Complement regulatory proteins are expressed at low levels in embryonic human, wild type and transgenic porcine neural tissue.

ABSTRACT

Allotransplantation of human foetal neural tissue for neurodegenerative disorders has been shown to provide clinical benefit but is limited by a number of issues including donor supply. The use of porcine foetal tissue as an alternative source of cells is being investigated but xenotransplants survive poorly as a result of immunological rejection, which may involve complement. In this study we investigated the expression of the membrane-bound complement regulatory proteins--decay accelerating factor (DAF), membrane co-factor protein (MCP) and CD59 in embryonic neural tissue. Cells were derived from human foetuses, wild-type porcine foetuses and porcine foetuses transgenic for human complement regulatory proteins and analysed using flow cytometry and immunocytochemistry.
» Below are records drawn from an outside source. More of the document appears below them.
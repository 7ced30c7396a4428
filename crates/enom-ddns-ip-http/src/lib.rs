// # HTTP Echo IP Resolver
//
// This crate provides the HTTP-based IP resolver for the updater.
//
// ## Architecture
//
// One unauthenticated GET against an echo service whose response body is
// the caller's public address in plain text. The trimmed body is returned
// verbatim:
//
// - No syntax validation. The address string flows through comparison and
//   update untouched, and a nonsense answer surfaces later as a registrar
//   rejection instead of a local error.
// - No status inspection. The body is read on every status; echo services
//   answer 200 in practice.

use enom_ddns_core::{Error, IpResolver, Result};
use std::time::Duration;
use tracing::debug;

/// Default echo service
pub const DEFAULT_ECHO_URL: &str = "http://checkip.amazonaws.com";

/// Request timeout for the echo call
const HTTP_TIMEOUT: Duration = Duration::from_secs(10);

/// HTTP echo based IP resolver
pub struct HttpIpResolver {
    /// URL of the echo service
    url: String,

    /// HTTP client
    client: reqwest::Client,
}

impl HttpIpResolver {
    /// Create a resolver against the default echo service
    pub fn new() -> Self {
        Self::with_url(DEFAULT_ECHO_URL)
    }

    /// Create a resolver against a specific echo URL
    pub fn with_url(url: impl Into<String>) -> Self {
        Self {
            url: url.into(),
            client: reqwest::Client::builder()
                .timeout(HTTP_TIMEOUT)
                .build()
                .unwrap_or_default(),
        }
    }

    /// The echo URL this resolver queries
    pub fn url(&self) -> &str {
        &self.url
    }
}

impl Default for HttpIpResolver {
    fn default() -> Self {
        Self::new()
    }
}

#[async_trait::async_trait]
impl IpResolver for HttpIpResolver {
    async fn resolve(&self) -> Result<String> {
        let response = self
            .client
            .get(&self.url)
            .send()
            .await
            .map_err(|e| Error::network(format!("echo request failed: {e}")))?;

        let status = response.status();

        let body = response
            .text()
            .await
            .map_err(|e| Error::network(format!("failed to read echo response: {e}")))?;

        let address = body.trim().to_string();
        debug!("Echo service answered {} (status {})", address, status);

        Ok(address)
    }

    fn source_name(&self) -> &'static str {
        "http-echo"
    }
}
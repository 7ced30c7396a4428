//! The DNS record model
//!
//! One zone's records are always handled as a complete set: fetched in one
//! call, rewritten in one call. The registrar API has no partial update,
//! so a record the updater does not manage still travels through every
//! rewrite and must survive it byte for byte.

/// Type value for IPv4 address records
pub const RECORD_TYPE_A: &str = "A";

/// One host record inside the managed zone
///
/// Fields mirror what the registrar returns: the bare record name relative
/// to the zone, the record type, the address (or target, for types like
/// CNAME and MX), and the MX preference when the registrar sent one.
#[derive(Debug, Clone, PartialEq, Eq)]
pub struct DnsRecord {
    /// Record name relative to the zone (the registrar reports the zone
    /// apex as an empty name but expects it written back as `@`)
    pub name: String,

    /// Record type as the registrar spells it (`A`, `CNAME`, `MX`, ...)
    pub record_type: String,

    /// Record value: an address for `A` records, a target otherwise
    pub address: String,

    /// MX preference, present only when the registrar sent one
    pub mx_pref: Option<String>,
}

impl DnsRecord {
    /// Create a new record
    pub fn new(
        name: impl Into<String>,
        record_type: impl Into<String>,
        address: impl Into<String>,
    ) -> Self {
        Self {
            name: name.into(),
            record_type: record_type.into(),
            address: address.into(),
            mx_pref: None,
        }
    }

    /// Create an `A` record
    pub fn a_record(name: impl Into<String>, address: impl Into<String>) -> Self {
        Self::new(name, RECORD_TYPE_A, address)
    }

    /// Set the MX preference
    pub fn with_mx_pref(mut self, mx_pref: impl Into<String>) -> Self {
        self.mx_pref = Some(mx_pref.into());
        self
    }

    /// Whether this is an `A` record
    pub fn is_a_record(&self) -> bool {
        self.record_type == RECORD_TYPE_A
    }
}

#[cfg(test)]
mod tests {
    use super::*;

    #[test]
    fn a_record_constructor_sets_type() {
        let record = DnsRecord::a_record("home", "203.0.113.5");
        assert!(record.is_a_record());
        assert_eq!(record.name, "home");
        assert_eq!(record.address, "203.0.113.5");
        assert_eq!(record.mx_pref, None);
    }

    #[test]
    fn mx_pref_is_carried() {
        let record = DnsRecord::new("", "MX", "mail.example.com").with_mx_pref("10");
        assert_eq!(record.mx_pref.as_deref(), Some("10"));
        assert!(!record.is_a_record());
    }
}
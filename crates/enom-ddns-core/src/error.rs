//! Error types for the updater
//!
//! This module defines all error types used throughout the crate.

use thiserror::Error;

/// Result type alias for updater operations
pub type Result<T> = std::result::Result<T, Error>;

/// Core error type for the updater
///
/// Four kinds cover every failure the system distinguishes. Callers that
/// need finer detail get it from the message, not from new variants.
#[derive(Error, Debug)]
pub enum Error {
    /// Missing or malformed configuration (always fatal, always pre-network)
    #[error("Configuration error: {0}")]
    Config(String),

    /// Connectivity or transport failure talking to the IP echo service
    /// or the registrar
    #[error("Network error: {0}")]
    Network(String),

    /// The registrar answered with a body that does not decode as a
    /// command result envelope
    #[error("Malformed registrar response: {0}")]
    MalformedResponse(String),

    /// The registrar decoded fine and reported a failure of its own
    /// (carries the provider's first error message)
    #[error("Registrar rejected the request: {0}")]
    Rejected(String),
}

impl Error {
    /// Create a configuration error
    pub fn config(msg: impl Into<String>) -> Self {
        Self::Config(msg.into())
    }

    /// Create a network error
    pub fn network(msg: impl Into<String>) -> Self {
        Self::Network(msg.into())
    }

    /// Create a malformed response error
    pub fn malformed_response(msg: impl Into<String>) -> Self {
        Self::MalformedResponse(msg.into())
    }

    /// Create a rejection error from the registrar's own message
    pub fn rejected(msg: impl Into<String>) -> Self {
        Self::Rejected(msg.into())
    }

    /// Whether this error is fatal to the process in polling mode
    ///
    /// Only configuration errors are; anything that happens on the wire
    /// is retried implicitly on the next poll cycle.
    pub fn is_fatal(&self) -> bool {
        matches!(self, Self::Config(_))
    }
}
//! Behavior Contract Test: Shutdown Determinism
//!
//! This test verifies that shutdown is deterministic and complete.
//!
//! Constraints verified:
//! - The polling loop terminates on shutdown signal
//! - Shutdown interrupts the inter-cycle sleep, however long it is
//! - Repeated signals are harmless
//!
//! If this test fails, someone has added:
//! - Detached background tasks
//! - Sleeps outside the select
//! - Blocking operations in the shutdown path

mod common;

use common::*;
use enom_ddns_core::DdnsEngine;
use std::time::Duration;

#[tokio::test]
async fn shutdown_signal_terminates_polling_loop() {
    let engine = DdnsEngine::new(
        Box::new(FixedResolver::new("203.0.113.5")),
        Box::new(RecordingUpdater::new()),
        &test_config("home.example.com"),
    )
    .expect("engine construction succeeds");

    let (shutdown_tx, shutdown_rx) = tokio::sync::oneshot::channel();

    let engine_handle =
        tokio::spawn(async move { engine.run_with_shutdown(Some(shutdown_rx)).await });

    // Wait for the first cycle to complete
    tokio::time::sleep(Duration::from_millis(50)).await;

    let shutdown_result = shutdown_tx.send(());
    assert!(shutdown_result.is_ok(), "shutdown signal send succeeds");

    let result = tokio::time::timeout(Duration::from_secs(5), engine_handle).await;

    assert!(result.is_ok(), "Engine should terminate within 5 seconds");

    let engine_result = result.unwrap().unwrap();
    assert!(
        engine_result.is_ok(),
        "Engine should shut down successfully: {:?}",
        engine_result
    );
}

#[tokio::test]
async fn shutdown_interrupts_a_long_sleep() {
    // A ten minute poll interval must not delay shutdown by ten minutes.

    let config = test_config("home.example.com").with_poll_interval(Duration::from_secs(600));

    let engine = DdnsEngine::new(
        Box::new(FixedResolver::new("203.0.113.5")),
        Box::new(RecordingUpdater::new()),
        &config,
    )
    .expect("engine construction succeeds");

    let (shutdown_tx, shutdown_rx) = tokio::sync::oneshot::channel();

    let engine_handle =
        tokio::spawn(async move { engine.run_with_shutdown(Some(shutdown_rx)).await });

    tokio::time::sleep(Duration::from_millis(50)).await;

    shutdown_tx.send(()).unwrap();

    let result = tokio::time::timeout(Duration::from_secs(5), engine_handle).await;

    assert!(
        result.is_ok(),
        "Engine should terminate promptly while mid-sleep"
    );
    assert!(result.unwrap().unwrap().is_ok());
}

#[tokio::test]
async fn exactly_one_cycle_runs_before_an_immediate_shutdown() {
    // The first cycle fires on startup, before the first sleep. With a
    // long interval and a prompt shutdown there is exactly one.

    let resolver = FixedResolver::new("203.0.113.5");
    let updater = RecordingUpdater::new();
    let config = test_config("home.example.com").with_poll_interval(Duration::from_secs(600));

    let engine = DdnsEngine::new(
        Box::new(FixedResolver::sharing_counters_with(&resolver)),
        Box::new(RecordingUpdater::sharing_counters_with(&updater)),
        &config,
    )
    .expect("engine construction succeeds");

    let (shutdown_tx, shutdown_rx) = tokio::sync::oneshot::channel();

    let engine_handle =
        tokio::spawn(async move { engine.run_with_shutdown(Some(shutdown_rx)).await });

    tokio::time::sleep(Duration::from_millis(50)).await;

    shutdown_tx.send(()).unwrap();
    engine_handle.await.unwrap().unwrap();

    assert_eq!(resolver.resolve_call_count(), 1);
    assert_eq!(updater.update_call_count(), 1);
}

#[tokio::test]
async fn multiple_shutdown_calls_are_safe() {
    let engine = DdnsEngine::new(
        Box::new(FixedResolver::new("203.0.113.5")),
        Box::new(RecordingUpdater::new()),
        &test_config("home.example.com"),
    )
    .expect("engine construction succeeds");

    let (shutdown_tx1, shutdown_rx1) = tokio::sync::oneshot::channel();
    let (shutdown_tx2, _shutdown_rx2) = tokio::sync::oneshot::channel();

    let engine_handle =
        tokio::spawn(async move { engine.run_with_shutdown(Some(shutdown_rx1)).await });

    tokio::time::sleep(Duration::from_millis(50)).await;

    // Send first shutdown
    shutdown_tx1.send(()).unwrap();

    // Send second shutdown (should be ignored)
    let _ = shutdown_tx2.send(());

    let result = tokio::time::timeout(Duration::from_secs(5), engine_handle).await;

    assert!(
        result.is_ok(),
        "Multiple shutdown signals should not cause issues"
    );
}
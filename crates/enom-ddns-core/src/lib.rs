// # enom-ddns-core
//
// Core library for the eNom dynamic DNS updater.
//
// ## Architecture Overview
//
// This library provides the core functionality for keeping one host
// record pointed at the caller's current public address:
// - **IpResolver**: Trait for discovering the public address
// - **HostUpdater**: Trait for pushing it to the registrar
// - **plan_update**: Pure record-set planning for the diff strategy
// - **DdnsEngine**: Orchestrates the resolve → update cycle
//
// ## Design Principles
//
// 1. **Separation of Concerns**: Core logic never touches HTTP, XML, or
//    the process environment; implementation crates do
// 2. **Sequential**: One cycle at a time, one request in flight at a time
// 3. **Stateless**: The registrar is the single source of truth; nothing
//    is cached or persisted between cycles
// 4. **Library-First**: The daemon is one consumer; embedding the engine
//    with custom trait implementations is equally supported

pub mod config;
pub mod engine;
pub mod error;
pub mod plan;
pub mod record;
pub mod traits;

// Re-export core types for convenience
pub use config::{Config, Credentials, DomainTarget, UpdateStrategy};
pub use engine::DdnsEngine;
pub use error::{Error, Result};
pub use plan::{PlanOutcome, UpdatePlan, plan_update};
pub use record::{DnsRecord, RECORD_TYPE_A};
pub use traits::{HostUpdater, IpResolver, UpdateOutcome};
Functional assessment of human complement regulatory protein expression in transgenic porcine tissue was assessed by C3b deposition and cell survival on exposure to human complement. Human and wild-type porcine foetal neural tissue expressed moderate levels of MCP and CD59 but low or no levels of DAF. Neural tissue from porcine foetuses transgenic for human MCP (E174) expressed the transgene but failed to significantly inhibit human C3b deposition compared with non-transgenic tissue. In contrast, foetal neural tissue from two different human DAF transgenic pig lines (A74 and E71) known to express high levels of human DAF on endothelial cells, failed to express significant levels of human DAF in foetal neural tissue. Complement regulatory proteins such as MCP and CD59 are expressed in the human and wild-type embryonic brain but in contrast, DAF is expressed at very low levels. Pigs transgenic for human DAF express very low levels of human DAF on embryonic neural tissue. In pigs transgenic for human MCP, the transgene is expressed at similar levels to that in human embryonic neural tissue but at an insufficient level to prevent activation of the complement cascade. Thus alternative approaches to reducing complement activation by xenografted neural foetal tissue will be required if this process proves to be important in the rejection process.